Seperti biasanya, Aktar selalu rutin menemaniku setiap kali kontrol ke dokter kandungan di hari Sabtu. Tapi begitu sampai di klinik, suster mengabarkan bahwa dokternya tidak praktek karena sedang seminar di singapore. Berhubung kehamilanku sudah memasuki tujuh bulan, aku tidak berani menunggu sampai sabtu berikutnya. Jadi aku dan Aktar memutuskan untuk memeriksakan kandungan di rumah sakit saja.
Saat sedang antri menunggu giliran dipanggil, aku menyiapkan beberapa pertanyaan ke dokter terkait kondisi kehamilanku yang agak aneh. Saat memasuki bulan keenam, kenapa kakiku bengkak dan terasa sakit? Kondisiku pun makin payah sejalan dengan bertambahnya usia kehamilan. Selain itu pipisku juga berbuih padahal biasanya tidak seperti itu. Belum sempat aku memikirkan pertanyaan lain, tiba-tiba Aktar mencolek lenganku dan menunjuk ke arah suster yang ternyata sudah memanggil namaku.

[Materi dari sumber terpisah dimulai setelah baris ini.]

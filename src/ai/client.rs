//! OpenAI-compatible chat-completion client.

use async_trait::async_trait;
use serde::{Deserialize, Serialize};
use thiserror::Error;
use tracing::debug;

use crate::config::AiConfig;

#[derive(Debug, Clone, Copy, PartialEq, Eq, Serialize, Deserialize)]
#[serde(rename_all = "lowercase")]
pub enum PromptRole {
    System,
    User,
    Assistant,
}

#[derive(Debug, Clone, PartialEq, Serialize, Deserialize)]
pub struct ChatMessage {
    pub role: PromptRole,
    pub content: String,
}

#[derive(Debug, Serialize)]
struct ChatCompletionRequest<'a> {
    model: &'a str,
    messages: &'a [ChatMessage],
    max_tokens: u32,
    temperature: f32,
}

#[derive(Debug, Deserialize)]
struct ChatCompletionResponse {
    #[serde(default)]
    choices: Vec<ChatChoice>,
}

#[derive(Debug, Deserialize)]
struct ChatChoice {
    message: Option<ChoiceMessage>,
}

#[derive(Debug, Deserialize)]
struct ChoiceMessage {
    content: Option<String>,
}

#[derive(Error, Debug)]
pub enum GenerationError {
    #[error("completion request failed: {0}")]
    Transport(#[from] reqwest::Error),

    #[error("completion endpoint returned status {0}")]
    Status(u16),

    #[error("completion response had no content")]
    EmptyOutput,
}

#[async_trait]
pub trait CompletionClient: Send + Sync {
    /// One request, one response. No streaming, no retries.
    async fn complete(&self, messages: &[ChatMessage]) -> Result<String, GenerationError>;
}

#[derive(Clone)]
pub struct OpenAiClient {
    http: reqwest::Client,
    config: AiConfig,
}

impl OpenAiClient {
    pub fn new(config: AiConfig) -> Self {
        Self {
            http: reqwest::Client::new(),
            config,
        }
    }

    fn endpoint(&self) -> String {
        format!("{}/chat/completions", self.config.base_url.trim_end_matches('/'))
    }
}

#[async_trait]
impl CompletionClient for OpenAiClient {
    async fn complete(&self, messages: &[ChatMessage]) -> Result<String, GenerationError> {
        let body = ChatCompletionRequest {
            model: &self.config.model,
            messages,
            max_tokens: self.config.max_tokens,
            temperature: self.config.temperature,
        };

        let res = self
            .http
            .post(self.endpoint())
            .bearer_auth(&self.config.api_key)
            .json(&body)
            .send()
            .await?;

        let status = res.status();
        if !status.is_success() {
            return Err(GenerationError::Status(status.as_u16()));
        }

        let parsed: ChatCompletionResponse = res.json().await?;
        let content = parsed
            .choices
            .into_iter()
            .next()
            .and_then(|c| c.message)
            .and_then(|m| m.content)
            .filter(|c| !c.is_empty())
            .ok_or(GenerationError::EmptyOutput)?;

        debug!(chars = content.len(), "completion received");
        Ok(content)
    }
}

#[cfg(test)]
mod tests {
    use super::*;
    use serde_json::json;
    use wiremock::matchers::{body_partial_json, header, method, path};
    use wiremock::{Mock, MockServer, ResponseTemplate};

    fn client_for(server: &MockServer) -> OpenAiClient {
        OpenAiClient::new(AiConfig {
            base_url: format!("{}/v1/", server.uri()),
            api_key: "sk-test".into(),
            model: "gpt-4.1-nano".into(),
            max_tokens: 500,
            temperature: 0.8,
        })
    }

    fn prompt() -> Vec<ChatMessage> {
        vec![
            ChatMessage { role: PromptRole::System, content: "be nice".into() },
            ChatMessage { role: PromptRole::User, content: "hi".into() },
        ]
    }

    #[tokio::test]
    async fn sends_model_parameters_and_returns_first_choice() {
        let server = MockServer::start().await;
        Mock::given(method("POST"))
            .and(path("/v1/chat/completions"))
            .and(header("Authorization", "Bearer sk-test"))
            .and(body_partial_json(json!({
                "model": "gpt-4.1-nano",
                "max_tokens": 500,
                "messages": [
                    { "role": "system", "content": "be nice" },
                    { "role": "user", "content": "hi" }
                ]
            })))
            .respond_with(ResponseTemplate::new(200).set_body_json(json!({
                "choices": [{ "index": 0, "message": { "role": "assistant", "content": "hey pal!" } }]
            })))
            .expect(1)
            .mount(&server)
            .await;

        let reply = client_for(&server).complete(&prompt()).await.unwrap();
        assert_eq!(reply, "hey pal!");
    }

    #[tokio::test]
    async fn non_success_status_is_an_error() {
        let server = MockServer::start().await;
        Mock::given(method("POST"))
            .and(path("/v1/chat/completions"))
            .respond_with(ResponseTemplate::new(500).set_body_string("Internal Server Error"))
            .mount(&server)
            .await;

        let err = client_for(&server).complete(&prompt()).await.unwrap_err();
        assert!(matches!(err, GenerationError::Status(500)));
    }

    #[tokio::test]
    async fn empty_choices_is_an_error() {
        let server = MockServer::start().await;
        Mock::given(method("POST"))
            .respond_with(ResponseTemplate::new(200).set_body_json(json!({ "choices": [] })))
            .mount(&server)
            .await;

        let err = client_for(&server).complete(&prompt()).await.unwrap_err();
        assert!(matches!(err, GenerationError::EmptyOutput));
    }

    #[tokio::test]
    async fn empty_content_is_an_error() {
        let server = MockServer::start().await;
        Mock::given(method("POST"))
            .respond_with(ResponseTemplate::new(200).set_body_json(json!({
                "choices": [{ "message": { "role": "assistant", "content": "" } }]
            })))
            .mount(&server)
            .await;

        let err = client_for(&server).complete(&prompt()).await.unwrap_err();
        assert!(matches!(err, GenerationError::EmptyOutput));
    }

    #[tokio::test]
    async fn whitespace_content_is_returned_as_is() {
        let server = MockServer::start().await;
        Mock::given(method("POST"))
            .respond_with(ResponseTemplate::new(200).set_body_json(json!({
                "choices": [{ "message": { "role": "assistant", "content": "  \n" } }]
            })))
            .mount(&server)
            .await;

        let reply = client_for(&server).complete(&prompt()).await.unwrap();
        assert_eq!(reply, "  \n");
    }

    #[tokio::test]
    async fn missing_content_is_an_error() {
        let server = MockServer::start().await;
        Mock::given(method("POST"))
            .respond_with(ResponseTemplate::new(200).set_body_json(json!({
                "choices": [{ "message": { "role": "assistant" } }]
            })))
            .mount(&server)
            .await;

        let err = client_for(&server).complete(&prompt()).await.unwrap_err();
        assert!(matches!(err, GenerationError::EmptyOutput));
    }

    #[tokio::test]
    async fn unparseable_body_is_a_transport_error() {
        let server = MockServer::start().await;
        Mock::given(method("POST"))
            .respond_with(ResponseTemplate::new(200).set_body_string("not json"))
            .mount(&server)
            .await;

        let err = client_for(&server).complete(&prompt()).await.unwrap_err();
        assert!(matches!(err, GenerationError::Transport(_)));
    }
}
use sqlx::FromRow;

use crate::profiles::repo_types::Profile;

#[derive(Debug, Clone, FromRow)]
pub struct UserOverviewRow {
    #[sqlx(flatten)]
    pub profile: Profile,
    pub user_name: String,
    pub user_email: String,
    pub message_count: i64,
}

#[derive(Debug, Clone, Copy, FromRow)]
pub struct CountsRow {
    pub total_users: i64,
    pub premium_users: i64,
    pub total_chats: i64,
    pub total_messages: i64,
    pub pending_requests: i64,
}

"Ibu Arimbi?" tanya suster tersebut saat aku dan Aktar menghampirinya.
"Iya, Sus."
Kemudian dia menyuruh kami masuk. Setelah itu tekanan darahku diukur dan timbang berat badan juga. Aku cukup kaget melihat angka 62 di angka timbangan. Wah, ternyata beratku nambah banyak. Padahal sebelum hamil berat badanku hanya 47 kg.

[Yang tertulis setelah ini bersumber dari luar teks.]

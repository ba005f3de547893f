use serde::{Deserialize, Serialize};
use time::OffsetDateTime;

#[derive(Debug, Deserialize)]
pub struct UpdateProfileRequest {
    #[serde(default)]
    pub display_name: Option<String>,
    #[serde(default)]
    pub avatar: Option<String>,
}

#[derive(Debug, Serialize, PartialEq)]
pub struct PremiumStatus {
    pub is_premium: bool,
    pub expired: bool,
    #[serde(with = "time::serde::rfc3339::option", skip_serializing_if = "Option::is_none")]
    pub expires_at: Option<OffsetDateTime>,
}

impl PremiumStatus {
    pub fn inactive() -> Self {
        Self {
            is_premium: false,
            expired: false,
            expires_at: None,
        }
    }
}
pub mod dto;
pub mod handlers;
pub mod repo;
pub mod repo_types;

use crate::state::AppState;
use axum::Router;

pub fn router() -> Router<AppState> {
    handlers::chat_routes()
}
use axum::{async_trait, extract::FromRequestParts, http::request::Parts};
use tracing::warn;
use uuid::Uuid;

use super::services::AuthUser;
use crate::{
    error::{AppError, AppResult},
    profiles::{repo as profiles_repo, repo_types::Profile},
    state::AppState,
};

/// Proof that the caller held the admin flag when the request started.
///
/// Only this extractor can build one, and it re-reads the caller's profile on
/// every request, so a demoted admin loses access on the next call. Admin
/// services take `&AdminCaller` instead of repeating the lookup.
#[derive(Debug, Clone, Copy)]
pub struct AdminCaller {
    user_id: Uuid,
}

impl AdminCaller {
    pub fn user_id(&self) -> Uuid {
        self.user_id
    }

    #[cfg(test)]
    pub(crate) fn for_tests(user_id: Uuid) -> Self {
        Self { user_id }
    }
}

pub(crate) fn admin_capability(user_id: Uuid, profile: Option<&Profile>) -> AppResult<AdminCaller> {
    match profile {
        Some(p) if p.is_admin => Ok(AdminCaller { user_id }),
        _ => {
            warn!(%user_id, "admin access denied");
            Err(AppError::Forbidden)
        }
    }
}

#[async_trait]
impl FromRequestParts<AppState> for AdminCaller {
    type Rejection = AppError;

    async fn from_request_parts(parts: &mut Parts, state: &AppState) -> Result<Self, Self::Rejection> {
        let AuthUser(user_id) = AuthUser::from_request_parts(parts, state).await?;
        let profile = profiles_repo::find_by_user(&state.db, user_id).await?;
        admin_capability(user_id, profile.as_ref())
    }
}
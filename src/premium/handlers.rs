use axum::{
    extract::{Path, State},
    http::StatusCode,
    routing::{get, post},
    Json, Router,
};
use tracing::{info, instrument};
use uuid::Uuid;

use super::{
    dto::{ApproveRequest, PremiumRequestView, RejectRequest, SubmitPremiumRequest},
    repo,
    repo_types::PremiumRequest,
    services::{decide, Decision},
};
use crate::{
    auth::{extractors::AdminCaller, repo_types::User, services::AuthUser},
    error::{AppError, AppResult},
    state::AppState,
};

pub fn user_routes() -> Router<AppState> {
    Router::new()
        .route("/premium/requests", post(request_premium))
        .route("/premium/requests/me", get(get_own_request))
}

pub fn admin_routes() -> Router<AppState> {
    Router::new()
        .route("/admin/premium-requests", get(list_requests))
        .route("/admin/premium-requests/:id/approve", post(approve_request))
        .route("/admin/premium-requests/:id/reject", post(reject_request))
}

#[instrument(skip(state, body))]
pub async fn request_premium(
    State(state): State<AppState>,
    AuthUser(user_id): AuthUser,
    Json(body): Json<SubmitPremiumRequest>,
) -> AppResult<(StatusCode, Json<PremiumRequest>)> {
    let user = User::find_by_id(&state.db, user_id)
        .await?
        .ok_or(AppError::NotFound("User"))?;
    let reference = body
        .payment_reference
        .as_deref()
        .map(str::trim)
        .filter(|r| !r.is_empty());

    let request =
        repo::insert_pending(&state.db, user_id, &user.email, body.payment_method, reference).await?;
    info!(%user_id, request_id = %request.id, method = ?request.payment_method, "premium requested");
    Ok((StatusCode::CREATED, Json(request)))
}

#[instrument(skip(state))]
pub async fn get_own_request(
    State(state): State<AppState>,
    caller: Option<AuthUser>,
) -> AppResult<Json<Option<PremiumRequest>>> {
    let Some(AuthUser(user_id)) = caller else {
        return Ok(Json(None));
    };
    Ok(Json(repo::latest_for_user(&state.db, user_id).await?))
}

#[instrument(skip(state))]
pub async fn list_requests(
    State(state): State<AppState>,
    _admin: AdminCaller,
) -> AppResult<Json<Vec<PremiumRequestView>>> {
    let rows = repo::list_with_requesters(&state.db).await?;
    Ok(Json(rows.into_iter().map(PremiumRequestView::from).collect()))
}

#[instrument(skip(state, body))]
pub async fn approve_request(
    State(state): State<AppState>,
    admin: AdminCaller,
    Path(request_id): Path<Uuid>,
    body: Option<Json<ApproveRequest>>,
) -> AppResult<Json<PremiumRequest>> {
    let body = body.map(|Json(b)| b).unwrap_or_default();
    let decision = Decision::Approve {
        expires_at: body.expires_at,
    };
    Ok(Json(decide(&state.db, &admin, request_id, decision, body.notes).await?))
}

#[instrument(skip(state, body))]
pub async fn reject_request(
    State(state): State<AppState>,
    admin: AdminCaller,
    Path(request_id): Path<Uuid>,
    body: Option<Json<RejectRequest>>,
) -> AppResult<Json<PremiumRequest>> {
    let body = body.map(|Json(b)| b).unwrap_or_default();
    Ok(Json(decide(&state.db, &admin, request_id, Decision::Reject, body.notes).await?))
}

"Ibu pusing?" tanya suster yang nampak panik saat mengukur tensiku.
"Sekarang?" tanyaku balik.
"Iya, Bu."
Aku bergeleng. "Enggak tuh Sus, emang kenapa ya?"
"Ini tekanan darahnya tinggi sekali Bu, 160."

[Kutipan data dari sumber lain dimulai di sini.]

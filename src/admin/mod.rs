pub mod dto;
pub mod handlers;
pub mod repo;
pub mod repo_types;
pub mod services;

use crate::state::AppState;
use axum::Router;

pub fn router() -> Router<AppState> {
    handlers::admin_routes()
}
use crate::state::AppState;
use axum::Router;

pub mod dto;
pub mod extractors;
pub mod handlers;
pub mod repo;
pub mod repo_types;
pub mod services;

pub fn router() -> Router<AppState> {
    Router::new()
        .merge(handlers::auth_routes())
        .merge(handlers::me_routes())
}
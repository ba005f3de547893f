use time::OffsetDateTime;

use super::repo_types::Profile;
use crate::memory::MemoryTier;

const FALLBACK_DISPLAY_NAME: &str = "User";

/// Account name first, then the email's local part, then a generic label.
pub fn derive_display_name(name: Option<&str>, email: &str) -> String {
    if let Some(name) = name.map(str::trim).filter(|n| !n.is_empty()) {
        return name.to_string();
    }
    match email.split('@').next().map(str::trim) {
        Some(prefix) if !prefix.is_empty() => prefix.to_string(),
        _ => FALLBACK_DISPLAY_NAME.to_string(),
    }
}

impl Profile {
    pub fn premium_expired(&self, now: OffsetDateTime) -> bool {
        matches!(self.premium_expires_at, Some(at) if at < now)
    }

    /// Follows the stored premium flag. A passed expiry only takes effect once
    /// check-premium-status clears the flag.
    pub fn memory_tier(&self) -> MemoryTier {
        if self.is_premium {
            MemoryTier::Premium
        } else {
            MemoryTier::Free
        }
    }
}

/// Tier for a user that may not have a profile yet.
pub fn tier_of(profile: Option<&Profile>) -> MemoryTier {
    profile.map_or(MemoryTier::Free, Profile::memory_tier)
}

#[cfg(test)]
pub(crate) mod tests {
    use super::*;
    use time::Duration;
    use uuid::Uuid;

    pub(crate) fn profile(is_premium: bool, expires: Option<OffsetDateTime>) -> Profile {
        Profile {
            id: Uuid::new_v4(),
            user_id: Uuid::new_v4(),
            display_name: "pal".into(),
            avatar: None,
            is_premium,
            premium_expires_at: expires,
            is_admin: false,
            created_at: OffsetDateTime::now_utc(),
        }
    }

    #[test]
    fn display_name_prefers_account_name() {
        assert_eq!(derive_display_name(Some("Robin"), "rob@example.com"), "Robin");
    }

    #[test]
    fn display_name_falls_back_to_email_prefix() {
        assert_eq!(derive_display_name(None, "rob@example.com"), "rob");
        assert_eq!(derive_display_name(Some("   "), "rob@example.com"), "rob");
    }

    #[test]
    fn display_name_last_resort() {
        assert_eq!(derive_display_name(None, ""), "User");
        assert_eq!(derive_display_name(None, "@example.com"), "User");
    }

    #[test]
    fn permanent_premium_never_expires() {
        let now = OffsetDateTime::now_utc();
        let p = profile(true, None);
        assert!(!p.premium_expired(now));
        assert_eq!(p.memory_tier(), MemoryTier::Premium);
    }

    #[test]
    fn lapsed_premium_keeps_full_memory_until_flag_is_cleared() {
        let now = OffsetDateTime::now_utc();
        let p = profile(true, Some(now - Duration::days(1)));
        assert!(p.premium_expired(now));
        assert_eq!(p.memory_tier(), MemoryTier::Premium);

        let old = crate::chats::repo_types::Message {
            id: Uuid::new_v4(),
            chat_id: Uuid::nil(),
            user_id: p.user_id,
            content: "from three days ago".into(),
            role: crate::chats::repo_types::MessageRole::User,
            reply_to: None,
            created_at: now - Duration::days(3),
        };
        let window = crate::memory::context_window(vec![old], tier_of(Some(&p)), now);
        assert_eq!(window.len(), 1);
    }

    #[test]
    fn cleared_flag_is_free_tier() {
        let p = profile(false, None);
        assert_eq!(p.memory_tier(), MemoryTier::Free);
    }

    #[test]
    fn missing_profile_is_free() {
        assert_eq!(tier_of(None), MemoryTier::Free);
    }
}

"HAH???" aku dan Aktar sama-sama terkejut.
"Coba kita ukur tensinya 15 menit lagi ya Bu, siapa tahu karena tadi Ibu habis jalan kesini."
"Iya, Sus." Aku mengangguk.
Memang sejak awal kehamilan tekanan darahku sudah di atas normal. Tapi biasanya tensiku hanya 140, tidak pernah mencapai 160. Memikirkan itu membuat pikiranku menjadi tidak karuan karena takut terjadi sesuatu dengan kandunganku.
Setelah menunggu lima belas menit, aku pun ditensi ulang dan hasilnya malah menunjukkan angka 170/130. Selanjutnya dokter itu melakukan pemeriksaan pada kandunganku. Rasa takut mulai menghampiriku, ketika dokter meminta suster itu mengambil sampel urin milikku untuk di tes.
Setengah jam berlalu, hasil tes urine pun sudah keluar. Dengan seksama dokter Benitha, Sp. Og memeriksa dan menganalisa secarik kertas yang yang ada di tangannya.
"Dari hasil lab ini, dikatakan adanya protein urine +2 dan berat badan bayinya hanya 500 gram. Padahal di usia kandungan 7 bulan, seharusnya berat badannya mencapai 1 kg," jelas dokter Benitha kepada kami berdua.
"Maksudnya apa Dok?" tanya Aktar bingung.
"Artinya istri Anda harus diopname sekarang juga. Dia suspect Pre-eklamsia," jawabnya tegas dengan menatap Aktar. "Pre-eklamsia adalah kenaikan tekanan darah pada ibu kehamilan di atas 20 minggu yang ditandai dengan adanya protein dari pemeriksaan urin. Jika penyakit ini tidak ditangani, bisa terjadi komplikasi seperti kejang atau koma, yang disebut dengan Eklamsia. Kondisi seperti ini sangat berbahaya karena dapat menyebabkan kematian Ibu dan janin."
Mendengar penjelasan dari dokter Benitha rasanya aku seperti terkena sambaran petir di siang bolong. Aku melirik raut wajah Aktar yang tampak pucat, ternyata dia sama terkejutnya dengan diriku.